It's only been a week since our power has been restored and already it feels like all of that dark and cold was a lifetime ago. This morning I self-indulgently cranked the heat to seventy, threw a load of lights in the washing machine and simultaneously ran the dishwasher. Because I could.

Only a week ago this was a mere fantasy. Did I tell you at one point during the power outage I actually dreamed about doing laundry (to be fair, it was almost waste-high in our laundry room. Hey, that's what you get when you don't do laundry for six people in ten days. Not pretty.)

And yes, I am still in love with technology and all of its conveniences.

I don't miss much about our ten day experiment with the prairie life. I don't miss the cold or having to quickly fetch milk or melting frozen pizza from the cooler stored in the mudroom before Harry and Lucy could come padding in to spill the dog's water or play in the kibble. In case you're wondering, the only reason we stored the cooler in the mudroom was because a certain toddler boy learned to climb and stand on said cooler (we dubbed this Cooler Surfing) which we deemed unsafe, especially in the dark. Yes, this is my life.

No, I don't miss bundling the babies in four layers plus a sleep sack and then lying in bed, wide awake at 2 a.m. thinking I heard a cry, convinced they were cold. Nope, sure don't.
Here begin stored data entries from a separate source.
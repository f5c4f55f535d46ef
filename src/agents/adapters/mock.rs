//! Deterministic stub agent (spec §8.4 "deterministic stub decisions"):
//! buy if affordable, never trade, never build, pay fine if in jail. Built
//! directly on the same fallback policy the orchestrator substitutes on
//! agent failure, since both describe the same conservative, rule-legal
//! play (spec §4.5's fallback policy is a strict subset of this stub's
//! behavior).

use async_trait::async_trait;
use uuid::Uuid;

use crate::agents::decision::{
    ActionBundle, AgentUtterance, DebtPlan, JailAction, TradeResponse,
};
use crate::agents::view::GameView;
use crate::agents::{fallback, Agent, AgentIdentity};
use crate::context::ContextManager;
use crate::error::AppError;
use crate::personality::PersonalityId;
use crate::rules::trade_validation::TradeProposal;

pub struct MockAgent {
    identity: AgentIdentity,
}

impl MockAgent {
    pub fn new(id: Uuid, name: impl Into<String>, personality: PersonalityId) -> Self {
        Self {
            identity: AgentIdentity {
                id,
                name: name.into(),
                model_identifier: "mock-stub".into(),
                temperature: 0.0,
                personality,
            },
        }
    }
}

#[async_trait]
impl Agent for MockAgent {
    fn identity(&self) -> &AgentIdentity {
        &self.identity
    }

    async fn decide_pre_roll(
        &self,
        _view: &GameView,
        _context: &ContextManager,
    ) -> Result<(ActionBundle, AgentUtterance), AppError> {
        Ok((fallback::empty_bundle(), AgentUtterance::default()))
    }

    async fn decide_jail_action(
        &self,
        view: &GameView,
        _context: &ContextManager,
    ) -> Result<(JailAction, AgentUtterance), AppError> {
        let player = crate::state::Player {
            id: view.me.id,
            name: view.me.name.clone(),
            position: view.me.position,
            cash: view.me.cash,
            properties: view.me.properties.iter().copied().collect(),
            houses: view.me.houses.iter().copied().collect(),
            mortgaged: view.me.mortgaged.iter().copied().collect(),
            in_jail: view.me.in_jail,
            jail_turns: view.me.jail_turns,
            get_out_of_jail_cards: view.me.get_out_of_jail_cards,
            is_bankrupt: false,
            consecutive_doubles: 0,
        };
        Ok((fallback::jail_action(&player), AgentUtterance::default()))
    }

    async fn decide_buy_or_auction(
        &self,
        view: &GameView,
        _context: &ContextManager,
        _position: u8,
        price: u32,
    ) -> Result<(bool, AgentUtterance), AppError> {
        Ok((view.me.cash >= price as i64, AgentUtterance::default()))
    }

    async fn decide_auction_bid(
        &self,
        _view: &GameView,
        _context: &ContextManager,
        _position: u8,
        _current_bid: u32,
    ) -> Result<(u32, AgentUtterance), AppError> {
        Ok((0, AgentUtterance::default()))
    }

    async fn respond_to_trade(
        &self,
        _view: &GameView,
        _context: &ContextManager,
        trade_id: Uuid,
        _proposal: &TradeProposal,
    ) -> Result<(TradeResponse, AgentUtterance), AppError> {
        Ok((
            TradeResponse {
                trade_id,
                accept: fallback::respond_to_trade(),
            },
            AgentUtterance::default(),
        ))
    }

    async fn decide_post_roll(
        &self,
        _view: &GameView,
        _context: &ContextManager,
    ) -> Result<(ActionBundle, AgentUtterance), AppError> {
        Ok((fallback::empty_bundle(), AgentUtterance::default()))
    }

    async fn resolve_debt(
        &self,
        _view: &GameView,
        _context: &ContextManager,
        _amount: u32,
        _creditor_id: Option<Uuid>,
    ) -> Result<(DebtPlan, AgentUtterance), AppError> {
        Ok((
            DebtPlan {
                declare_bankruptcy: true,
                ..Default::default()
            },
            AgentUtterance::default(),
        ))
    }
}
Speaking of waking cold, I'm pretty sure Harry was. I don't think it's a coincidence that most mornings after we lost power, Harry was up between 4:30 and 5 a.m. In normal (i.e. heated) circumstances, I've been known to let a baby whine and fuss when they have the gall to wake so early. But when the upstairs is hovering around fifty-five degrees (which I realize doesn't sound all that cold but trust me it is), well, it just didn't seem right.

Which brings me to coffee. No, I don't miss how we were forced to make coffee in those days without power. I would creep downstairs in the dark with Harry and with one hand I boiled water on the stove (lit with a match), then poured it through our coffee pot. It worked well, except for the fact that obviously it didn't keep the coffee warm and, well, when your downstairs is fifty degrees, let's just say things cool down quickly. But at 4:30 a.m.? Coffee is not optional.
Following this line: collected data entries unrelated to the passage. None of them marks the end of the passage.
//! Markdown diagnostic reports.
//!
//! Plain-text tables for humans; there is no machine-readable contract here.
//! Callers pass `generated_at` so output is reproducible in tests. Each
//! report has a `write_*` form over any `fmt::Write` and a `String` form.

use std::collections::BTreeMap;
use std::fmt::{self, Write};

use assortment_core::analytics::{
    consistency_by_template, cross_template_overlap, deviation_by_template,
    diversity_by_template, tier_distribution, Verdict,
};
use assortment_core::{Assortment, Config, Format, Store, StoreContext, TemplateRepository};

use crate::generation::GenerationRun;

/// Assortment validation report: consistency, diversity, deviation, tiers.
pub fn validation_report(
    assortments: &[Assortment],
    templates: &TemplateRepository,
    config: &Config,
    generated_at: &str,
) -> String {
    let mut out = String::new();
    // Writing into a String cannot fail.
    let _ = write_validation_report(&mut out, assortments, templates, config, generated_at);
    out
}

pub fn write_validation_report<W: Write>(
    out: &mut W,
    assortments: &[Assortment],
    templates: &TemplateRepository,
    config: &Config,
    generated_at: &str,
) -> fmt::Result {
    write_header(out, "Assortment Validation Report", generated_at)?;
    write_summary_section(out, assortments)?;
    write_consistency_section(out, assortments)?;
    write_cross_overlap_section(out, assortments, templates)?;
    write_diversity_section(out, assortments, templates)?;
    write_deviation_section(out, assortments, templates)?;
    write_tier_section(out, assortments, templates, config)
}

fn write_header<W: Write>(out: &mut W, title: &str, generated_at: &str) -> fmt::Result {
    writeln!(out, "# {}", title)?;
    writeln!(out)?;
    writeln!(out, "Generated: {}", generated_at)?;
    writeln!(out)
}

fn write_summary_section<W: Write>(out: &mut W, assortments: &[Assortment]) -> fmt::Result {
    let aspirational = assortments.iter().filter(|a| a.aspirational_substitution).count();
    let swaps: usize = assortments.iter().map(|a| a.num_swaps).sum();
    let duplicated = assortments
        .iter()
        .filter(|a| a.unique_sku_count() < a.sku_count)
        .count();
    writeln!(out, "## Summary")?;
    writeln!(out)?;
    writeln!(out, "- Stores: {}", assortments.len())?;
    writeln!(out, "- Templates in use: {}", distinct_templates(assortments))?;
    writeln!(out, "- Total swaps: {}", swaps)?;
    writeln!(out, "- Aspirational substitutions: {}", aspirational)?;
    writeln!(out, "- Stores carrying duplicate SKUs: {}", duplicated)?;
    writeln!(out)
}

fn write_consistency_section<W: Write>(out: &mut W, assortments: &[Assortment]) -> fmt::Result {
    writeln!(out, "## Within-template consistency (expected 80–90%)")?;
    writeln!(out)?;
    writeln!(out, "| Template | Stores | Mean overlap | Min overlap | Status |")?;
    writeln!(out, "|---|---:|---:|---:|---|")?;
    for stat in consistency_by_template(assortments) {
        writeln!(
            out,
            "| {} | {} | {:.1}% | {:.1}% | {} |",
            stat.template_id, stat.store_count, stat.mean_overlap_pct, stat.min_overlap_pct, stat.status
        )?;
    }
    writeln!(out)
}

fn write_cross_overlap_section<W: Write>(
    out: &mut W,
    assortments: &[Assortment],
    templates: &TemplateRepository,
) -> fmt::Result {
    // Overlap is asymmetric, so both directions are shown.
    writeln!(out, "## Cross-retailer overlap by format")?;
    writeln!(out)?;
    writeln!(out, "| Format | From | To | Overlap | Reverse |")?;
    writeln!(out, "|---|---|---|---:|---:|")?;
    let sorted = templates.iter_sorted();
    for (i, from) in sorted.iter().enumerate() {
        for to in sorted[i + 1..].iter().filter(|t| t.format == from.format) {
            let forward = cross_template_overlap(assortments, &from.template_id, &to.template_id);
            let reverse = cross_template_overlap(assortments, &to.template_id, &from.template_id);
            if let (Some(forward), Some(reverse)) = (forward, reverse) {
                writeln!(
                    out,
                    "| {} | {} | {} | {:.1}% | {:.1}% |",
                    from.format, from.template_id, to.template_id, forward, reverse
                )?;
            }
        }
    }
    writeln!(out)
}

fn write_diversity_section<W: Write>(
    out: &mut W,
    assortments: &[Assortment],
    templates: &TemplateRepository,
) -> fmt::Result {
    writeln!(out, "## SKU pool diversity (healthy 1.2–1.8)")?;
    writeln!(out)?;
    writeln!(out, "| Template | Stores | Unique SKUs | Baseline | Ratio | Status |")?;
    writeln!(out, "|---|---:|---:|---:|---:|---|")?;
    for stat in diversity_by_template(assortments, templates) {
        writeln!(
            out,
            "| {} | {} | {} | {} | {:.2} | {} |",
            stat.template_id, stat.store_count, stat.unique_skus, stat.baseline_sku_count, stat.ratio, stat.status
        )?;
    }
    writeln!(out)
}

fn write_deviation_section<W: Write>(
    out: &mut W,
    assortments: &[Assortment],
    templates: &TemplateRepository,
) -> fmt::Result {
    writeln!(out, "## Template deviation")?;
    writeln!(out)?;
    writeln!(
        out,
        "| Template | Stores | Avg retention | Avg deviation | Added | Removed | ≥95% | 85–95% | 75–85% | <75% |"
    )?;
    writeln!(out, "|---|---:|---:|---:|---:|---:|---:|---:|---:|---:|")?;
    for d in deviation_by_template(assortments, templates) {
        writeln!(
            out,
            "| {} | {} | {:.1}% | {:.1}% | {:.1} | {:.1} | {} | {} | {} | {} |",
            d.template_id,
            d.store_count,
            d.avg_retention_pct,
            d.avg_deviation_pct,
            d.avg_added,
            d.avg_removed,
            d.bands.high,
            d.bands.typical,
            d.bands.loose,
            d.bands.divergent
        )?;
    }
    writeln!(out)
}

fn write_tier_section<W: Write>(
    out: &mut W,
    assortments: &[Assortment],
    templates: &TemplateRepository,
    config: &Config,
) -> fmt::Result {
    let tiers = tier_distribution(
        assortments,
        templates,
        &config.positioning,
        &config.tier_expectations,
    );
    writeln!(out, "## Tier distribution by retailer")?;
    writeln!(out)?;
    writeln!(out, "| Retailer | Positioning | Stores | Premium | Mainstream | Value | Verdict | Notes |")?;
    writeln!(out, "|---|---|---:|---:|---:|---:|---|---|")?;
    for t in &tiers {
        let positioning = t
            .positioning
            .map(|p| p.to_string())
            .unwrap_or_else(|| "-".to_string());
        writeln!(
            out,
            "| {} | {} | {} | {:.1}% | {:.1}% | {:.1}% | {} | {} |",
            t.retailer,
            positioning,
            t.store_count,
            t.premium_pct,
            t.mainstream_pct,
            t.value_pct,
            t.verdict,
            t.notes.join("; ")
        )?;
    }
    let failing = tiers.iter().filter(|t| t.verdict == Verdict::Fail).count();
    let warning = tiers.iter().filter(|t| t.verdict == Verdict::Warn).count();
    writeln!(out)?;
    writeln!(out, "{} retailers failing, {} warning.", failing, warning)
}

/// Short Markdown summary of a generation run.
pub fn generation_summary(run: &GenerationRun, generated_at: &str) -> String {
    let mut out = String::new();
    // Writing into a String cannot fail.
    let _ = write_generation_summary(&mut out, run, generated_at);
    out
}

pub fn write_generation_summary<W: Write>(
    out: &mut W,
    run: &GenerationRun,
    generated_at: &str,
) -> fmt::Result {
    write_header(out, "Assortment Generation", generated_at)?;
    writeln!(out, "- Assortments: {}", run.assortments.len())?;
    writeln!(out, "- Average variation: {:.2}%", run.average_variation_pct())?;
    writeln!(out, "- Aspirational substitutions: {}", run.aspirational_count())?;
    writeln!(out, "- Stores with no template: {}", run.missing_template.len())?;
    if !run.missing_by_key.is_empty() {
        writeln!(out)?;
        writeln!(out, "| Missing template | Stores |")?;
        writeln!(out, "|---|---:|")?;
        for (key, count) in &run.missing_by_key {
            writeln!(out, "| {} | {} |", key, count)?;
        }
    }
    Ok(())
}

/// Geometry summary: clusters, context mix per format, competition depth.
pub fn geo_summary(stores: &[Store], generated_at: &str) -> String {
    let mut out = String::new();
    // Writing into a String cannot fail.
    let _ = write_geo_summary(&mut out, stores, generated_at);
    out
}

pub fn write_geo_summary<W: Write>(out: &mut W, stores: &[Store], generated_at: &str) -> fmt::Result {
    write_header(out, "Store Geometry Summary", generated_at)?;

    let mut cluster_sizes: BTreeMap<&str, usize> = BTreeMap::new();
    for s in stores {
        if let Some(id) = s.cluster_id.as_deref() {
            *cluster_sizes.entry(id).or_insert(0) += 1;
        }
    }
    let multi = cluster_sizes.values().filter(|&&n| n > 1).count();
    let largest = cluster_sizes.values().copied().max().unwrap_or(0);
    writeln!(out, "- Stores: {}", stores.len())?;
    writeln!(
        out,
        "- Clusters: {} ({} with more than one store, largest {})",
        cluster_sizes.len(),
        multi,
        largest
    )?;
    writeln!(out)?;

    let contexts = [
        StoreContext::Residential,
        StoreContext::Mixed,
        StoreContext::Transit,
        StoreContext::OfficeCore,
    ];
    writeln!(out, "## Store context by format")?;
    writeln!(out)?;
    writeln!(out, "| Format | Stores | residential | mixed | transit | office_core | Avg competitors |")?;
    writeln!(out, "|---|---:|---:|---:|---:|---:|---:|")?;
    for format in Format::ALL {
        let members: Vec<&Store> = stores.iter().filter(|s| s.format == format).collect();
        if members.is_empty() {
            continue;
        }
        let counts: Vec<usize> = contexts
            .iter()
            .map(|c| members.iter().filter(|s| s.store_context == Some(*c)).count())
            .collect();
        let avg_competitors = members
            .iter()
            .map(|s| s.nearby_competition.len())
            .sum::<usize>() as f64
            / members.len() as f64;
        writeln!(
            out,
            "| {} | {} | {} | {} | {} | {} | {:.1} |",
            format,
            members.len(),
            counts[0],
            counts[1],
            counts[2],
            counts[3],
            avg_competitors
        )?;
    }
    Ok(())
}

fn distinct_templates(assortments: &[Assortment]) -> usize {
    let mut ids: Vec<&str> = assortments.iter().map(|a| a.template_id.as_str()).collect();
    ids.sort_unstable();
    ids.dedup();
    ids.len()
}

#[cfg(test)]
mod tests {
    use super::*;
    use crate::components::fixtures::store_at;

    /// Accepts `limit` writes, then fails every write after that.
    struct Budgeted {
        limit: usize,
        attempts: usize,
    }

    impl Budgeted {
        fn new(limit: usize) -> Self {
            Self { limit, attempts: 0 }
        }
    }

    impl Write for Budgeted {
        fn write_str(&mut self, _s: &str) -> fmt::Result {
            self.attempts += 1;
            if self.attempts > self.limit {
                return Err(fmt::Error);
            }
            Ok(())
        }
    }

    #[test]
    fn geo_summary_counts_contexts() {
        let mut stores = vec![
            store_at("A", "Tesco", Format::Supermarket, 0.0),
            store_at("B", "Asda", Format::Supermarket, 500.0),
            store_at("C", "Shell", Format::Forecourt, 9000.0),
        ];
        stores[0].store_context = Some(StoreContext::Mixed);
        stores[1].store_context = Some(StoreContext::Mixed);
        stores[2].store_context = Some(StoreContext::Transit);
        stores[0].cluster_id = Some("cluster_0001".into());
        stores[1].cluster_id = Some("cluster_0001".into());
        stores[2].cluster_id = Some("cluster_0002".into());

        let md = geo_summary(&stores, "2026-01-01T00:00:00Z");
        assert!(md.contains("- Clusters: 2 (1 with more than one store, largest 2)"));
        assert!(md.contains("| Supermarket | 2 | 0 | 2 | 0 | 0 | 0.0 |"));
        assert!(md.contains("| Forecourt | 1 | 0 | 0 | 1 | 0 | 0.0 |"));
        assert!(!md.contains("| Hypermarket"));
    }

    #[test]
    fn generation_summary_lists_missing_keys() {
        let mut run = GenerationRun::default();
        run.missing_template.push("X1".into());
        run.missing_by_key.insert("BoothsForecourt".into(), 1);
        let md = generation_summary(&run, "t");
        assert!(md.contains("| BoothsForecourt | 1 |"));
        assert!(md.contains("- Stores with no template: 1"));
    }

    #[test]
    fn writer_errors_stop_the_report() {
        let mut run = GenerationRun::default();
        run.missing_by_key.insert("BoothsForecourt".into(), 1);

        // "# {}\n" is three writes; the blank line after it is the first refused.
        let mut sink = Budgeted::new(3);
        assert!(write_generation_summary(&mut sink, &run, "t").is_err());
        assert_eq!(sink.attempts, 4);

        let mut sink = Budgeted::new(3);
        assert!(write_geo_summary(&mut sink, &[], "t").is_err());
        assert_eq!(sink.attempts, 4);

        let mut sink = Budgeted::new(3);
        let repo = TemplateRepository::default();
        assert!(write_validation_report(&mut sink, &[], &repo, &Config::default(), "t").is_err());
        assert_eq!(sink.attempts, 4);
    }

    #[test]
    fn written_form_matches_string_form() {
        let run = GenerationRun::default();
        let mut out = String::new();
        write_generation_summary(&mut out, &run, "t").unwrap();
        assert_eq!(out, generation_summary(&run, "t"));
    }
}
One morning, I woke to Harry's cries and stumbled into the babies' room to fetch him before he could wake Lucy (if there's anything worse than one baby awake before sunrise, it's two babies awake before sunrise). I brought him to the bathroom, where Erin was showering and where I knew the steam would warm us both. Erin and I chatted briefly, and before we knew it, Leo and Ellie were both also in the bathroom too. Apparently Harry's cries had awakened them. I glanced at the clock: 4:45 a.m. and three out of four kids were up. Man, it was going to be a long day.

"Are we in hell?" I asked Erin.
"Pretty sure, yes," she replied, poking her head out of the shower, briefly.
But we were both laughing.

So maybe it will surprise you to learn that there are plenty of things I do miss about our little break from life on the grid.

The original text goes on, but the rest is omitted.